Stored data entries:
■ ■ ■ ■
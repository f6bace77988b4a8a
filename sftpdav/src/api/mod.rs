use std::time::Duration;

use axum::Router;
use axum::extract::Request;
use axum::http::StatusCode;
use dav_server::DavHandler;
use dav_server::memls::MemLs;
use tower_http::timeout::TimeoutLayer;
use tower_http::trace::TraceLayer;

use crate::fs::RemoteFs;

/// Upper bound for a whole WebDAV request, body transfer included.
pub const REQUEST_TIMEOUT: Duration = Duration::from_secs(15);

/// WebDAV handler over `fs`. Locks live in memory and vanish on restart.
pub fn dav_handler(fs: RemoteFs) -> DavHandler {
    DavHandler::builder()
        .filesystem(Box::new(fs))
        .locksystem(MemLs::new())
        .build_handler()
}

/// Every path and method is answered by the WebDAV handler.
pub fn create_router(fs: RemoteFs) -> Router {
    let dav = dav_handler(fs);
    Router::new()
        .fallback(move |req: Request| {
            let dav = dav.clone();
            async move { dav.handle(req).await }
        })
        .layer(TimeoutLayer::with_status_code(
            StatusCode::REQUEST_TIMEOUT,
            REQUEST_TIMEOUT,
        ))
        .layer(TraceLayer::new_for_http())
}
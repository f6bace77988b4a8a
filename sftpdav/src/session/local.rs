use tokio::fs::{
    File, OpenOptions, create_dir_all, metadata, read_dir, remove_dir, remove_file, rename,
    symlink_metadata,
};

use crate::error::{RemoteError, Result};
use crate::session::{DirEntry, Metadata, OpenFlags, RemoteFile, RemoteSession};

/// [`RemoteSession`] over the local filesystem, for `sftpdav local`.
#[derive(Clone, Debug, Default)]
pub struct LocalSession;

impl LocalSession {
    pub fn new() -> Self {
        LocalSession
    }
}

#[async_trait::async_trait]
impl RemoteSession for LocalSession {
    async fn create_dir_all(&self, path: &str) -> Result<()> {
        create_dir_all(path)
            .await
            .map_err(|e| RemoteError::from_io(e, path))
    }

    async fn open(&self, path: &str, flags: OpenFlags) -> Result<Box<dyn RemoteFile>> {
        let mut options = OpenOptions::new();
        options
            .read(flags.contains(OpenFlags::READ))
            .write(flags.intersects(OpenFlags::WRITE | OpenFlags::APPEND))
            .append(flags.contains(OpenFlags::APPEND))
            .truncate(flags.contains(OpenFlags::TRUNCATE));
        if flags.contains(OpenFlags::CREATE) {
            if flags.contains(OpenFlags::EXCLUSIVE) {
                options.create_new(true);
            } else {
                options.create(true);
            }
        }
        let file = options
            .open(path)
            .await
            .map_err(|e| RemoteError::from_io(e, path))?;
        Ok(Box::new(file))
    }

    async fn stat(&self, path: &str) -> Result<Metadata> {
        let meta = metadata(path)
            .await
            .map_err(|e| RemoteError::from_io(e, path))?;
        Ok(to_metadata(&meta))
    }

    async fn symlink_metadata(&self, path: &str) -> Result<Metadata> {
        let meta = symlink_metadata(path)
            .await
            .map_err(|e| RemoteError::from_io(e, path))?;
        Ok(to_metadata(&meta))
    }

    async fn read_dir(&self, path: &str) -> Result<Vec<DirEntry>> {
        let mut entries = vec![];
        let mut dir = read_dir(path)
            .await
            .map_err(|e| RemoteError::from_io(e, path))?;
        while let Some(entry) = dir
            .next_entry()
            .await
            .map_err(|e| RemoteError::from_io(e, path))?
        {
            let meta = entry
                .metadata()
                .await
                .map_err(|e| RemoteError::from_io(e, path))?;
            entries.push(DirEntry {
                name: entry.file_name().to_string_lossy().into_owned(),
                metadata: to_metadata(&meta),
            });
        }
        Ok(entries)
    }

    async fn remove_file(&self, path: &str) -> Result<()> {
        remove_file(path)
            .await
            .map_err(|e| RemoteError::from_io(e, path))
    }

    async fn remove_dir(&self, path: &str) -> Result<()> {
        remove_dir(path)
            .await
            .map_err(|e| RemoteError::from_io(e, path))
    }

    async fn rename(&self, from: &str, to: &str) -> Result<()> {
        rename(from, to)
            .await
            .map_err(|e| RemoteError::from_io(e, from))
    }
}

#[async_trait::async_trait]
impl RemoteFile for File {
    async fn metadata(&mut self) -> Result<Metadata> {
        let meta = File::metadata(self).await?;
        Ok(to_metadata(&meta))
    }
}

fn to_metadata(meta: &std::fs::Metadata) -> Metadata {
    #[cfg(unix)]
    let permissions = {
        use std::os::unix::fs::PermissionsExt;
        Some(meta.permissions().mode())
    };
    #[cfg(not(unix))]
    let permissions = None;

    Metadata {
        size: meta.len(),
        permissions,
        modified: meta.modified().ok(),
        is_dir: meta.is_dir(),
    }
}
use std::path::Path;
use std::sync::Arc;

use anyhow::{Context, bail};
use clap::Parser;
use cli::{Args, Commands, LocalArgs, RemoteArgs};
use sftpdav::api;
use sftpdav::config::{ServeConfig, SshTarget};
use sftpdav::fs::RemoteFs;
use sftpdav::session::connect::connect;
use sftpdav::session::local::LocalSession;
use tokio::signal;
use tracing::{info, warn};
use tracing_subscriber::EnvFilter;

mod cli;

#[tokio::main]
async fn main() -> anyhow::Result<()> {
    dotenvy::dotenv().ok();
    tracing_subscriber::fmt()
        .with_env_filter(
            EnvFilter::try_from_default_env().unwrap_or_else(|_| EnvFilter::new("info")),
        )
        .init();

    let args = Args::parse();
    match args.command {
        Commands::Remote(remote) => serve_remote(remote).await,
        Commands::Local(local) => serve_local(local).await,
    }
}

async fn serve_remote(args: RemoteArgs) -> anyhow::Result<()> {
    let target = SshTarget::resolve(
        &args.host,
        args.ssh_config.as_deref(),
        args.known_hosts.as_deref(),
    )?;
    let conn = connect(&target).await?;
    let fs = RemoteFs::new(conn.remote(), &args.remote_dir);

    let served = serve(fs, &args.serve.to_config()).await;
    if let Err(e) = conn.close().await {
        warn!("{e:#}");
    }
    served
}

async fn serve_local(args: LocalArgs) -> anyhow::Result<()> {
    match tokio::fs::metadata(Path::new(&args.dir)).await {
        Ok(meta) if meta.is_dir() => {}
        Ok(_) => bail!("`{}` exists but is not a directory", args.dir),
        Err(e) => return Err(e).with_context(|| format!("cannot serve `{}`", args.dir)),
    }
    let fs = RemoteFs::new(Arc::new(LocalSession::new()), &args.dir);
    serve(fs, &args.serve.to_config()).await
}

async fn serve(fs: RemoteFs, config: &ServeConfig) -> anyhow::Result<()> {
    let root = fs.root().to_string();
    let app = api::create_router(fs);

    let listener = tokio::net::TcpListener::bind(config.addr())
        .await
        .with_context(|| format!("failed to bind {}", config.addr()))?;
    info!("serving {root} on http://{}", listener.local_addr()?);

    axum::serve(listener, app)
        .with_graceful_shutdown(shutdown_signal())
        .await?;
    Ok(())
}

async fn shutdown_signal() {
    let ctrl_c = async {
        if let Err(e) = signal::ctrl_c().await {
            warn!("failed to install Ctrl+C handler: {e}");
            std::future::pending::<()>().await;
        }
    };

    #[cfg(unix)]
    let terminate = async {
        match signal::unix::signal(signal::unix::SignalKind::terminate()) {
            Ok(mut sig) => {
                sig.recv().await;
            }
            Err(e) => {
                warn!("failed to install SIGTERM handler: {e}");
                std::future::pending::<()>().await;
            }
        }
    };

    #[cfg(not(unix))]
    let terminate = std::future::pending::<()>();

    tokio::select! {
        _ = ctrl_c => {},
        _ = terminate => {},
    }

    info!("shutting down");
}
■ ■ ■ ■
■ Task item ■
Word for word, return the entire set of entries.

■ Task result ■
repository f6bace77988b4a8a
filename sftpdav/src/api/mod.rs
use std::time::Duration;

use axum::Router;
use axum::extract::Request;
use axum::http::StatusCode;
use dav_server::DavHandler;
use dav_server::memls::MemLs;
use tower_http::timeout::TimeoutLayer;
use tower_http::trace::TraceLayer;

use crate::fs::RemoteFs;

/// Upper bound for a whole WebDAV request, body transfer included.
pub const REQUEST_TIMEOUT: Duration = Duration::from_secs(15);

/// WebDAV handler over `fs`. Locks live in memory and vanish on restart.
pub fn dav_handler(fs: RemoteFs) -> DavHandler {
    DavHandler::builder()
        .filesystem(Box::new(fs))
        .locksystem(MemLs::new())
        .build_handler()
}

/// Every path and method is answered by the WebDAV handler.
pub fn create_router(fs: RemoteFs) -> Router {
    let dav = dav_handler(fs);
    Router::new()
        .fallback(move |req: Request| {
            let dav = dav.clone();
            async move { dav.handle(req).await }
        })
        .layer(TimeoutLayer::with_status_code(
            StatusCode::REQUEST_TIMEOUT,
            REQUEST_TIMEOUT,
        ))
        .layer(TraceLayer::new_for_http())
}
repository f6bace77988b4a8a
filename sftpdav/src/session/local.rs
use tokio::fs::{
    File, OpenOptions, create_dir_all, metadata, read_dir, remove_dir, remove_file, rename,
    symlink_metadata,
};

use crate::error::{RemoteError, Result};
use crate::session::{DirEntry, Metadata, OpenFlags, RemoteFile, RemoteSession};

/// [`RemoteSession`] over the local filesystem, for `sftpdav local`.
#[derive(Clone, Debug, Default)]
pub struct LocalSession;

impl LocalSession {
    pub fn new() -> Self {
        LocalSession
    }
}

#[async_trait::async_trait]
impl RemoteSession for LocalSession {
    async fn create_dir_all(&self, path: &str) -> Result<()> {
        create_dir_all(path)
            .await
            .map_err(|e| RemoteError::from_io(e, path))
    }

    async fn open(&self, path: &str, flags: OpenFlags) -> Result<Box<dyn RemoteFile>> {
        let mut options = OpenOptions::new();
        options
            .read(flags.contains(OpenFlags::READ))
            .write(flags.intersects(OpenFlags::WRITE | OpenFlags::APPEND))
            .append(flags.contains(OpenFlags::APPEND))
            .truncate(flags.contains(OpenFlags::TRUNCATE));
        if flags.contains(OpenFlags::CREATE) {
            if flags.contains(OpenFlags::EXCLUSIVE) {
                options.create_new(true);
            } else {
                options.create(true);
            }
        }
        let file = options
            .open(path)
            .await
            .map_err(|e| RemoteError::from_io(e, path))?;
        Ok(Box::new(file))
    }

    async fn stat(&self, path: &str) -> Result<Metadata> {
        let meta = metadata(path)
            .await
            .map_err(|e| RemoteError::from_io(e, path))?;
        Ok(to_metadata(&meta))
    }

    async fn symlink_metadata(&self, path: &str) -> Result<Metadata> {
        let meta = symlink_metadata(path)
            .await
            .map_err(|e| RemoteError::from_io(e, path))?;
        Ok(to_metadata(&meta))
    }

    async fn read_dir(&self, path: &str) -> Result<Vec<DirEntry>> {
        let mut entries = vec![];
        let mut dir = read_dir(path)
            .await
            .map_err(|e| RemoteError::from_io(e, path))?;
        while let Some(entry) = dir
            .next_entry()
            .await
            .map_err(|e| RemoteError::from_io(e, path))?
        {
            let meta = entry
                .metadata()
                .await
                .map_err(|e| RemoteError::from_io(e, path))?;
            entries.push(DirEntry {
                name: entry.file_name().to_string_lossy().into_owned(),
                metadata: to_metadata(&meta),
            });
        }
        Ok(entries)
    }

    async fn remove_file(&self, path: &str) -> Result<()> {
        remove_file(path)
            .await
            .map_err(|e| RemoteError::from_io(e, path))
    }

    async fn remove_dir(&self, path: &str) -> Result<()> {
        remove_dir(path)
            .await
            .map_err(|e| RemoteError::from_io(e, path))
    }

    async fn rename(&self, from: &str, to: &str) -> Result<()> {
        rename(from, to)
            .await
            .map_err(|e| RemoteError::from_io(e, from))
    }
}

#[async_trait::async_trait]
impl RemoteFile for File {
    async fn metadata(&mut self) -> Result<Metadata> {
        let meta = File::metadata(self).await?;
        Ok(to_metadata(&meta))
    }
}

fn to_metadata(meta: &std::fs::Metadata) -> Metadata {
    #[cfg(unix)]
    let permissions = {
        use std::os::unix::fs::PermissionsExt;
        Some(meta.permissions().mode())
    };
    #[cfg(not(unix))]
    let permissions = None;

    Metadata {
        size: meta.len(),
        permissions,
        modified: meta.modified().ok(),
        is_dir: meta.is_dir(),
    }
}
use std::path::Path;
use std::sync::Arc;

use anyhow::{Context, bail};
use clap::Parser;
use cli::{Args, Commands, LocalArgs, RemoteArgs};
use sftpdav::api;
use sftpdav::config::{ServeConfig, SshTarget};
use sftpdav::fs::RemoteFs;
use sftpdav::session::connect::connect;
use sftpdav::session::local::LocalSession;
use tokio::signal;
use tracing::{info, warn};
use tracing_subscriber::EnvFilter;

mod cli;

#[tokio::main]
async fn main() -> anyhow::Result<()> {
    dotenvy::dotenv().ok();
    tracing_subscriber::fmt()
        .with_env_filter(
            EnvFilter::try_from_default_env().unwrap_or_else(|_| EnvFilter::new("info")),
        )
        .init();

    let args = Args::parse();
    match args.command {
        Commands::Remote(remote) => serve_remote(remote).await,
        Commands::Local(local) => serve_local(local).await,
    }
}

async fn serve_remote(args: RemoteArgs) -> anyhow::Result<()> {
    let target = SshTarget::resolve(
        &args.host,
        args.ssh_config.as_deref(),
        args.known_hosts.as_deref(),
    )?;
    let conn = connect(&target).await?;
    let fs = RemoteFs::new(conn.remote(), &args.remote_dir);

    let served = serve(fs, &args.serve.to_config()).await;
    if let Err(e) = conn.close().await {
        warn!("{e:#}");
    }
    served
}

async fn serve_local(args: LocalArgs) -> anyhow::Result<()> {
    match tokio::fs::metadata(Path::new(&args.dir)).await {
        Ok(meta) if meta.is_dir() => {}
        Ok(_) => bail!("`{}` exists but is not a directory", args.dir),
        Err(e) => return Err(e).with_context(|| format!("cannot serve `{}`", args.dir)),
    }
    let fs = RemoteFs::new(Arc::new(LocalSession::new()), &args.dir);
    serve(fs, &args.serve.to_config()).await
}

async fn serve(fs: RemoteFs, config: &ServeConfig) -> anyhow::Result<()> {
    let root = fs.root().to_string();
    let app = api::create_router(fs);

    let listener = tokio::net::TcpListener::bind(config.addr())
        .await
        .with_context(|| format!("failed to bind {}", config.addr()))?;
    info!("serving {root} on http://{}", listener.local_addr()?);

    axum::serve(listener, app)
        .with_graceful_shutdown(shutdown_signal())
        .await?;
    Ok(())
}

async fn shutdown_signal() {
    let ctrl_c = async {
        if let Err(e) = signal::ctrl_c().await {
            warn!("failed to install Ctrl+C handler: {e}");
            std::future::pending::<()>().await;
        }
    };

    #[cfg(unix)]
    let terminate = async {
        match signal::unix::signal(signal::unix::SignalKind::terminate()) {
            Ok(mut sig) => {
                sig.recv().await;
            }
            Err(e) => {
                warn!("failed to install SIGTERM handler: {e}");
                std::future::pending::<()>().await;
            }
        }
    };

    #[cfg(not(unix))]
    let terminate = std::future::pending::<()>();

    tokio::select! {
        _ = ctrl_c => {},
        _ = terminate => {},
    }

    info!("shutting down");
}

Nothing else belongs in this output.